[Stored items]
===============

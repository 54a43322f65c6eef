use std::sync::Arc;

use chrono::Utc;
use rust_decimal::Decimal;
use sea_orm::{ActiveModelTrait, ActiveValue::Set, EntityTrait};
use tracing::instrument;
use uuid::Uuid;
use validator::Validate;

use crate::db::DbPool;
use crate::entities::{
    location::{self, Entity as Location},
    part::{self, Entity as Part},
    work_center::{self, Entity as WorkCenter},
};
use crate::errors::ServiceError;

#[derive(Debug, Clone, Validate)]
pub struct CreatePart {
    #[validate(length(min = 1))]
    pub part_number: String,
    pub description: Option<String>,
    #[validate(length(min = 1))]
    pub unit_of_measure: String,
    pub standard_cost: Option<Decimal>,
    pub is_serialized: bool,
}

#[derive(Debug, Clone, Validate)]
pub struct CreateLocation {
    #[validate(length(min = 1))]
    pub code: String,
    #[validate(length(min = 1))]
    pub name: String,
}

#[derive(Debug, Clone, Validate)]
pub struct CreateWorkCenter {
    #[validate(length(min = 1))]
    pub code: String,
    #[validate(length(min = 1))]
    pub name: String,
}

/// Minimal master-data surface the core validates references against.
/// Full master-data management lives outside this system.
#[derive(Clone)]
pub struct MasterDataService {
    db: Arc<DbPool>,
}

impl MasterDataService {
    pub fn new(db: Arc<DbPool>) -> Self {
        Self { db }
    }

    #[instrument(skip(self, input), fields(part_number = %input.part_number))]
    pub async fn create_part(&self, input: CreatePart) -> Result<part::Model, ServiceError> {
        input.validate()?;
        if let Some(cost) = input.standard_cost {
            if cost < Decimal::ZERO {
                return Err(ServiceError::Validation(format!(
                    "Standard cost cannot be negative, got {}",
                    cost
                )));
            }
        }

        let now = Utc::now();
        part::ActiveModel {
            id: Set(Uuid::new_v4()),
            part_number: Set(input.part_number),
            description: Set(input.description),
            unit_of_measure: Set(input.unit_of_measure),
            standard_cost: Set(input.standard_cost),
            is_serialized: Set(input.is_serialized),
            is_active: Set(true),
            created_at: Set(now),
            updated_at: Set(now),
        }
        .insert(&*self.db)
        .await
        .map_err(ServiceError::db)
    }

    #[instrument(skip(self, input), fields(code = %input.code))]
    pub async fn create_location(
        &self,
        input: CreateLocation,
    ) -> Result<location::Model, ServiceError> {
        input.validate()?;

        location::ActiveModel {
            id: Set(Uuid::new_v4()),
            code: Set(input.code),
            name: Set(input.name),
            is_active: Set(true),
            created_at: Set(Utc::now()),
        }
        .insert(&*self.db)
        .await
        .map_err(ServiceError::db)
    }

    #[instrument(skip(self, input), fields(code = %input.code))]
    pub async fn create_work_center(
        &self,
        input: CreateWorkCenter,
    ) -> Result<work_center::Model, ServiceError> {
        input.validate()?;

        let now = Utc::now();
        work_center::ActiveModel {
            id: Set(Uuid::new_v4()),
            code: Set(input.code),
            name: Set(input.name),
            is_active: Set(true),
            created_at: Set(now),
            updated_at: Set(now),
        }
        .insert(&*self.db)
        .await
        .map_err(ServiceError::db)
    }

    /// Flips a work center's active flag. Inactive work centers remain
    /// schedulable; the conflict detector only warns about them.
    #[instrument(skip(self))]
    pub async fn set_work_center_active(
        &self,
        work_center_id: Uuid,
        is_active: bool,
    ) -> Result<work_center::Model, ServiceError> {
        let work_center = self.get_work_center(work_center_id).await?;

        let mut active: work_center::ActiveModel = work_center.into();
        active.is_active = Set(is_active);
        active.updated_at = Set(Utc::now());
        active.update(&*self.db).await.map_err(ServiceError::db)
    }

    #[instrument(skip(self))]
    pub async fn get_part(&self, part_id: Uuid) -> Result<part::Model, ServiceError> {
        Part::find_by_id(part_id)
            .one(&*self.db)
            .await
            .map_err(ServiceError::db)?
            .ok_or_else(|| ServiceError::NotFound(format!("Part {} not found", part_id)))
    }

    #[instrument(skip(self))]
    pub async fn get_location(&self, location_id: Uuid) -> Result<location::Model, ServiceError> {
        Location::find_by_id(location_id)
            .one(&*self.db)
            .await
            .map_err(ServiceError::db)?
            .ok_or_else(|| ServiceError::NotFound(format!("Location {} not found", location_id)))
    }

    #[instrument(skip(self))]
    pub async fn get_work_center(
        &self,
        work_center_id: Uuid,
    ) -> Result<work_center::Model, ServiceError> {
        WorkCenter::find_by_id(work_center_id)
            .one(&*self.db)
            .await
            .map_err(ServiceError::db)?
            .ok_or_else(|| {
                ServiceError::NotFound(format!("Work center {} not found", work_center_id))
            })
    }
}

===============

#### [Task prompt]
Restate the data above in full, word for word.

#### [Result]
repository 54a43322f65c6eef
use std::sync::Arc;

use chrono::Utc;
use rust_decimal::Decimal;
use sea_orm::{ActiveModelTrait, ActiveValue::Set, EntityTrait};
use tracing::instrument;
use uuid::Uuid;
use validator::Validate;

use crate::db::DbPool;
use crate::entities::{
    location::{self, Entity as Location},
    part::{self, Entity as Part},
    work_center::{self, Entity as WorkCenter},
};
use crate::errors::ServiceError;

#[derive(Debug, Clone, Validate)]
pub struct CreatePart {
    #[validate(length(min = 1))]
    pub part_number: String,
    pub description: Option<String>,
    #[validate(length(min = 1))]
    pub unit_of_measure: String,
    pub standard_cost: Option<Decimal>,
    pub is_serialized: bool,
}

#[derive(Debug, Clone, Validate)]
pub struct CreateLocation {
    #[validate(length(min = 1))]
    pub code: String,
    #[validate(length(min = 1))]
    pub name: String,
}

#[derive(Debug, Clone, Validate)]
pub struct CreateWorkCenter {
    #[validate(length(min = 1))]
    pub code: String,
    #[validate(length(min = 1))]
    pub name: String,
}

/// Minimal master-data surface the core validates references against.
/// Full master-data management lives outside this system.
#[derive(Clone)]
pub struct MasterDataService {
    db: Arc<DbPool>,
}

impl MasterDataService {
    pub fn new(db: Arc<DbPool>) -> Self {
        Self { db }
    }

    #[instrument(skip(self, input), fields(part_number = %input.part_number))]
    pub async fn create_part(&self, input: CreatePart) -> Result<part::Model, ServiceError> {
        input.validate()?;
        if let Some(cost) = input.standard_cost {
            if cost < Decimal::ZERO {
                return Err(ServiceError::Validation(format!(
                    "Standard cost cannot be negative, got {}",
                    cost
                )));
            }
        }

        let now = Utc::now();
        part::ActiveModel {
            id: Set(Uuid::new_v4()),
            part_number: Set(input.part_number),
            description: Set(input.description),
            unit_of_measure: Set(input.unit_of_measure),
            standard_cost: Set(input.standard_cost),
            is_serialized: Set(input.is_serialized),
            is_active: Set(true),
            created_at: Set(now),
            updated_at: Set(now),
        }
        .insert(&*self.db)
        .await
        .map_err(ServiceError::db)
    }

    #[instrument(skip(self, input), fields(code = %input.code))]
    pub async fn create_location(
        &self,
        input: CreateLocation,
    ) -> Result<location::Model, ServiceError> {
        input.validate()?;

        location::ActiveModel {
            id: Set(Uuid::new_v4()),
            code: Set(input.code),
            name: Set(input.name),
            is_active: Set(true),
            created_at: Set(Utc::now()),
        }
        .insert(&*self.db)
        .await
        .map_err(ServiceError::db)
    }

    #[instrument(skip(self, input), fields(code = %input.code))]
    pub async fn create_work_center(
        &self,
        input: CreateWorkCenter,
    ) -> Result<work_center::Model, ServiceError> {
        input.validate()?;

        let now = Utc::now();
        work_center::ActiveModel {
            id: Set(Uuid::new_v4()),
            code: Set(input.code),
            name: Set(input.name),
            is_active: Set(true),
            created_at: Set(now),
            updated_at: Set(now),
        }
        .insert(&*self.db)
        .await
        .map_err(ServiceError::db)
    }

    /// Flips a work center's active flag. Inactive work centers remain
    /// schedulable; the conflict detector only warns about them.
    #[instrument(skip(self))]
    pub async fn set_work_center_active(
        &self,
        work_center_id: Uuid,
        is_active: bool,
    ) -> Result<work_center::Model, ServiceError> {
        let work_center = self.get_work_center(work_center_id).await?;

        let mut active: work_center::ActiveModel = work_center.into();
        active.is_active = Set(is_active);
        active.updated_at = Set(Utc::now());
        active.update(&*self.db).await.map_err(ServiceError::db)
    }

    #[instrument(skip(self))]
    pub async fn get_part(&self, part_id: Uuid) -> Result<part::Model, ServiceError> {
        Part::find_by_id(part_id)
            .one(&*self.db)
            .await
            .map_err(ServiceError::db)?
            .ok_or_else(|| ServiceError::NotFound(format!("Part {} not found", part_id)))
    }

    #[instrument(skip(self))]
    pub async fn get_location(&self, location_id: Uuid) -> Result<location::Model, ServiceError> {
        Location::find_by_id(location_id)
            .one(&*self.db)
            .await
            .map_err(ServiceError::db)?
            .ok_or_else(|| ServiceError::NotFound(format!("Location {} not found", location_id)))
    }

    #[instrument(skip(self))]
    pub async fn get_work_center(
        &self,
        work_center_id: Uuid,
    ) -> Result<work_center::Model, ServiceError> {
        WorkCenter::find_by_id(work_center_id)
            .one(&*self.db)
            .await
            .map_err(ServiceError::db)?
            .ok_or_else(|| {
                ServiceError::NotFound(format!("Work center {} not found", work_center_id))
            })
    }
}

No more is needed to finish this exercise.